Qu’est-ce qu’un aigle ? C’est une forme vivante plastique qui, au cours de millions d’années, s’est donné des ailes puissantes, un bec acéré, des yeux perçants pour mieux se couler dans un certain style de vie, une certaine manière de pourvoir à ses besoins. Dans chaque œuf, à chaque génération, une cellule indifférenciée doit à nouveau se différencier, s’étendre et se solidifier en plume, corne, chair, os, sans cesser de former un corps unifié, un aigle, avec tout son cycle de vie et sa mélodie comportementale propre. Chaque organe joue son rôle, mais chaque organe peut dysfonctionner, être blessé ou malade, et causer la perte du tout. La vie est cette activité de différenciation dans l’unité, dans laquelle l’unité est en même temps menacée par la différenciation, lorsque celle-ci se fait spécialisation et mécanisation."

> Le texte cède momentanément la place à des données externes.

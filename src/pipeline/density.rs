//! Text-density estimation: is a PDF scanned or digitally authored?
//!
//! A digitally authored PDF carries a text layer whose segments cover a good
//! share of each page. A scanned PDF is one big image per page with little or
//! no text layer. The ratio of text-block area to page area separates the two
//! cheaply, without rendering anything.
//!
//! The arithmetic here is independent of pdfium: [`crate::pipeline::render`]
//! turns each pdfium page into a [`PageLayout`] and this module does the rest.

use serde::{Deserialize, Serialize};

/// Bounding box of one text block, in PDF points.
#[derive(Debug, Clone, Copy, PartialEq)]
pub struct TextBlock {
    pub left: f32,
    pub bottom: f32,
    pub right: f32,
    pub top: f32,
}

impl TextBlock {
    pub fn area(&self) -> f64 {
        let w = (self.right - self.left).abs() as f64;
        let h = (self.top - self.bottom).abs() as f64;
        w * h
    }
}

/// Page size plus the text blocks found by layout analysis.
#[derive(Debug, Clone, Default, PartialEq)]
pub struct PageLayout {
    pub width: f32,
    pub height: f32,
    pub text_blocks: Vec<TextBlock>,
}

impl PageLayout {
    pub fn page_area(&self) -> f64 {
        (self.width.abs() as f64) * (self.height.abs() as f64)
    }

    pub fn text_area(&self) -> f64 {
        self.text_blocks.iter().map(TextBlock::area).sum()
    }
}

/// Ratio of total text-block area to total page area across all pages.
///
/// Returns 0 for an empty document or a zero total page area. Overlapping
/// blocks can push the raw sum past the page area, so the result is clamped
/// to 1.
pub fn text_density(pages: &[PageLayout]) -> f32 {
    let page_area: f64 = pages.iter().map(PageLayout::page_area).sum();
    if page_area <= 0.0 {
        return 0.0;
    }
    let text_area: f64 = pages.iter().map(PageLayout::text_area).sum();
    (text_area / page_area).clamp(0.0, 1.0) as f32
}

/// Scanned-vs-digital classification derived from the text density.
#[derive(Debug, Clone, Copy, PartialEq, Eq, Serialize, Deserialize)]
pub enum PdfClass {
    /// Image-based: little or no text layer.
    Scanned,
    /// Text-based: searchable text covers the pages.
    Digital,
}

impl PdfClass {
    pub fn classify(density: f32, threshold: f32) -> Self {
        if density < threshold {
            PdfClass::Scanned
        } else {
            PdfClass::Digital
        }
    }
}
//! Command-line surface
//!
//! Exit codes: 0 ok, 1 threshold exceeded, 2 invocation error.

use clap::{Args, Parser, Subcommand, ValueEnum};
use gorisk_ir::{Language, RiskLevel};
use std::path::PathBuf;

#[derive(Debug, Parser)]
#[command(
    name = "gorisk",
    about = "Dependency capability and risk analysis",
    version
)]
pub struct Cli {
    /// Project directory to analyze.
    #[arg(long, global = true, default_value = ".")]
    pub dir: PathBuf,

    /// Ecosystem override (auto-detected by default).
    #[arg(long, global = true, value_enum, default_value = "auto")]
    pub lang: LangArg,

    #[command(subcommand)]
    pub command: Command,
}

#[derive(Debug, Clone, Copy, PartialEq, Eq, ValueEnum)]
pub enum LangArg {
    Auto,
    Go,
    Javascript,
}

impl LangArg {
    pub fn to_language(self) -> Option<Language> {
        match self {
            LangArg::Auto => None,
            LangArg::Go => Some(Language::Go),
            LangArg::Javascript => Some(Language::JavaScript),
        }
    }
}

#[derive(Debug, Clone, Copy, PartialEq, Eq, ValueEnum)]
pub enum RiskArg {
    Low,
    Medium,
    High,
}

impl RiskArg {
    pub fn to_level(self) -> RiskLevel {
        match self {
            RiskArg::Low => RiskLevel::Low,
            RiskArg::Medium => RiskLevel::Medium,
            RiskArg::High => RiskLevel::High,
        }
    }
}

#[derive(Debug, Args)]
pub struct OutputOpts {
    /// Emit JSON instead of a table.
    #[arg(long)]
    pub json: bool,

    /// Hide rows below this risk level.
    #[arg(long, value_enum)]
    pub min_risk: Option<RiskArg>,
}

#[derive(Debug, Subcommand)]
pub enum Command {
    /// Per-package capability sets and risk levels.
    Capabilities {
        #[command(flatten)]
        output: OutputOpts,
    },

    /// Module-level transitive and composite risk table.
    Graph {
        #[command(flatten)]
        output: OutputOpts,
    },

    /// Aggregated capability, health and taint report; CI gate.
    Scan {
        #[command(flatten)]
        output: OutputOpts,

        /// Emit SARIF 2.1 to stdout.
        #[arg(long)]
        sarif: bool,

        /// Exit 1 when any module reaches this level.
        #[arg(long, value_enum)]
        fail_on: Option<RiskArg>,

        /// Policy JSON with allow-list exceptions.
        #[arg(long)]
        policy: Option<PathBuf>,

        /// JSON file mapping module path to known CVE count.
        #[arg(long)]
        cves: Option<PathBuf>,
    },

    /// Reachability flag per capability-carrying dependency.
    Reachability {
        #[command(flatten)]
        output: OutputOpts,

        /// Restrict roots to the package declaring this file.
        entry: Option<PathBuf>,
    },

    /// Blast radius of removing a module.
    Impact {
        /// Target `module[@version]`.
        module: String,

        #[command(flatten)]
        output: OutputOpts,
    },

    /// Risk of upgrading a module to a new version.
    Upgrade {
        /// Target `module@version` (the version to upgrade to).
        module: String,

        #[command(flatten)]
        output: OutputOpts,
    },

    /// Capability diff between two pinned versions.
    Diff {
        /// `module@oldVersion`.
        old: String,
        /// `module@newVersion`.
        new: String,

        #[command(flatten)]
        output: OutputOpts,
    },

    /// Dependency changes between two git refs (pull-request mode).
    Pr {
        #[arg(long, default_value = "HEAD~1")]
        base: String,

        #[arg(long, default_value = "HEAD")]
        head: String,

        #[command(flatten)]
        output: OutputOpts,
    },

    /// Snapshot history: record, diff, show, trend.
    History {
        #[command(subcommand)]
        action: HistoryAction,
    },

    /// Software bill of materials.
    Sbom {
        /// Output format (only cyclonedx).
        #[arg(long, default_value = "cyclonedx")]
        format: String,
    },

    /// License per module with a risky flag.
    Licenses {
        #[command(flatten)]
        output: OutputOpts,

        /// Exit 1 when any license is risky or unknown.
        #[arg(long)]
        fail_on_risky: bool,
    },

    /// Grouped evidence listing.
    Explain {
        /// Only this capability.
        #[arg(long)]
        cap: Option<String>,

        #[command(flatten)]
        output: OutputOpts,
    },
}

#[derive(Debug, Subcommand)]
pub enum HistoryAction {
    /// Record a snapshot of the current analysis.
    Record {
        #[command(flatten)]
        output: OutputOpts,
    },
    /// Diff two snapshots (defaults to the last two).
    Diff {
        old: Option<usize>,
        new: Option<usize>,
        #[command(flatten)]
        output: OutputOpts,
    },
    /// Show one snapshot (defaults to the latest).
    Show {
        index: Option<usize>,
        #[command(flatten)]
        output: OutputOpts,
    },
    /// Sparkline trend per module.
    Trend {
        /// Substring filter on module paths.
        #[arg(long)]
        module: Option<String>,
        #[command(flatten)]
        output: OutputOpts,
    },
}

#[cfg(test)]
mod tests {
    use super::*;
    use clap::CommandFactory;

    #[test]
    fn test_cli_definition_is_consistent() {
        Cli::command().debug_assert();
    }

    #[test]
    fn test_parse_scan_with_gate() {
        let cli = Cli::try_parse_from([
            "gorisk", "scan", "--json", "--fail-on", "high", "--policy", "p.json",
        ])
        .unwrap();
        match cli.command {
            Command::Scan {
                fail_on, policy, ..
            } => {
                assert_eq!(fail_on, Some(RiskArg::High));
                assert_eq!(policy.unwrap().to_string_lossy(), "p.json");
            }
            _ => panic!("wrong command"),
        }
    }

    #[test]
    fn test_parse_history_trend() {
        let cli =
            Cli::try_parse_from(["gorisk", "history", "trend", "--module", "acme"]).unwrap();
        match cli.command {
            Command::History {
                action: HistoryAction::Trend { module, .. },
            } => assert_eq!(module.as_deref(), Some("acme")),
            _ => panic!("wrong command"),
        }
    }
}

"Le statut de l’amibe ou du protozoaire comme paradigme est ici clairement visible : il y a univocité de la vie depuis la cellule la plus primitive jusqu’au cerveau le plus complexe, ses caractères principaux restant inchangés. Il n’y a aucune différence essentielle entre une amibe isolée, une colonie d’amibes sociales du genre Dictyostelium et le réseau de neurones d’un cortex ou d’un système nerveux. Le système nerveux le plus complexe ne fait en réalité que préserver les propriétés fondamentales de la vie consciente dans l’organisme. Il ne faut pas se contenter de dire que l’amibe aussi est consciente, mais il faut dire qu’elle l’est d’abord, et que le cerveau n’est conscient que parce qu’il est fait de telles cellules, et que les cellules nerveuses seules ont gardé la spontanéité et la plasticité des protozoaires, au contraire des cellules spécialisées et rigidifiées."
" La vie sociale moderne est conçue, dans la continuité de la complexification des vivants, comme un progrès dans l’organisation technique mêlé d’une régression dans l’ordre de l’intelligence et de la capacité d’adaptation. Nous retrouvons donc la même tension dans la philosophie sociale que dans la philosophie du vivant : Ruyer est hanté par l’idée d’un monde éclaté, dépourvu d’harmonie et de sens, pulvérisé en éléments identiques. Mais en même temps il cherche à faire une philosophie de l’individu, celui-ci étant précisément conçu comme agent réalisateur de sens. Le collectif au contraire est toujours une foule, avec ses organisations mécaniques. "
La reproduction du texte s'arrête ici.